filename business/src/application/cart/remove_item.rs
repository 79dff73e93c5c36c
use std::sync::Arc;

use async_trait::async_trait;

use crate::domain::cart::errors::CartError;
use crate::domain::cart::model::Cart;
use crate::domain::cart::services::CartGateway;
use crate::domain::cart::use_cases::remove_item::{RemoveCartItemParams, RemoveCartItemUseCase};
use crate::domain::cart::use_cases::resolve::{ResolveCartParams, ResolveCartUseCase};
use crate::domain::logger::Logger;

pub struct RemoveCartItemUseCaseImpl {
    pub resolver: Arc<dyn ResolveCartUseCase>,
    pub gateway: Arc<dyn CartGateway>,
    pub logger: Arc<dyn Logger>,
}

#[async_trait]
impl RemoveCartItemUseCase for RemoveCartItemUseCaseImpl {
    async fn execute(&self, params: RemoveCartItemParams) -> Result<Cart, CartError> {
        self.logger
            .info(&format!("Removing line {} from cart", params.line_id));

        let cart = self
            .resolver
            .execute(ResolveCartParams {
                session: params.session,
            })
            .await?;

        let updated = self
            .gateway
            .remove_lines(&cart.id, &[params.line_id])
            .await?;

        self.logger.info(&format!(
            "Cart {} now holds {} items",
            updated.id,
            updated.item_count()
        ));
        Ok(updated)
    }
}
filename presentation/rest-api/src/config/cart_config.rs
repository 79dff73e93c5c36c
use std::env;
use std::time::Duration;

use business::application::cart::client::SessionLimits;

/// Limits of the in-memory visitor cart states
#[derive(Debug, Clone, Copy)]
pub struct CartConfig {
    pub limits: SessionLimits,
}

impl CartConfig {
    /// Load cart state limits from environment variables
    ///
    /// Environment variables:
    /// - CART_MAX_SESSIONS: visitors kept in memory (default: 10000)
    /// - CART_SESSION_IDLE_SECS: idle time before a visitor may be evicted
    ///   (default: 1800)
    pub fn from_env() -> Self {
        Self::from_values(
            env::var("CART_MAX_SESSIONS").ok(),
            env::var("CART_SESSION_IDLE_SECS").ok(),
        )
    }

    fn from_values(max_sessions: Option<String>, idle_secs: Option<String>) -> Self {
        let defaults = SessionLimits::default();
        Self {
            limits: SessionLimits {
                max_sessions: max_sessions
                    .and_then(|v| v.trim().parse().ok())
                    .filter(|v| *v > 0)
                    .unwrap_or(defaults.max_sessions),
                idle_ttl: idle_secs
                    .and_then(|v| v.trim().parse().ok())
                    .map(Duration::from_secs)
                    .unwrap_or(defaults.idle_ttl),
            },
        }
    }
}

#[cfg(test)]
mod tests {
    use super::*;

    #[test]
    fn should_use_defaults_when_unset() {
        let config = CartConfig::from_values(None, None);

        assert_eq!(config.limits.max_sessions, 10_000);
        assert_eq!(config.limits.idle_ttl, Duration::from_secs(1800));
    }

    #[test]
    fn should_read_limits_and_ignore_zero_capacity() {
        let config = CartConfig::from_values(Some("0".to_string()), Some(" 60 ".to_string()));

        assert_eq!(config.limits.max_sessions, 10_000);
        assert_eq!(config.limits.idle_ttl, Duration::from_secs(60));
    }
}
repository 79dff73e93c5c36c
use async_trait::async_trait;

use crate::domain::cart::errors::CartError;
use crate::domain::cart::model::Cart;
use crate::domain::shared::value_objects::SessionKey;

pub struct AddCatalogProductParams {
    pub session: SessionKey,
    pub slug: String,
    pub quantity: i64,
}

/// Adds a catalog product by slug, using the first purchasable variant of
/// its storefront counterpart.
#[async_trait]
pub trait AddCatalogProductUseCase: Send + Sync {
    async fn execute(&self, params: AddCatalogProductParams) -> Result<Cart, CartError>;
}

...

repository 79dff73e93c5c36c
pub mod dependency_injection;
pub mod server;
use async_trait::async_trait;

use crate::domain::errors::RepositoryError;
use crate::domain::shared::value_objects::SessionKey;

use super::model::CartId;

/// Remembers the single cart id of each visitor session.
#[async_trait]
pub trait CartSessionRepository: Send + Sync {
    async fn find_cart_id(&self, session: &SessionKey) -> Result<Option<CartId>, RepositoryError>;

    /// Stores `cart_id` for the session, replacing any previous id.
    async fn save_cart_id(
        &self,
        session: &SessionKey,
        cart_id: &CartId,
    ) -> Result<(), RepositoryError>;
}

[Work required]: Lines with "CartConfig" in them are what the answer must contain; copy each from the records above.

[Output]:
pub struct CartConfig {
impl CartConfig {
        let config = CartConfig::from_values(None, None);
        let config = CartConfig::from_values(Some("0".to_string()), Some(" 60 ".to_string()));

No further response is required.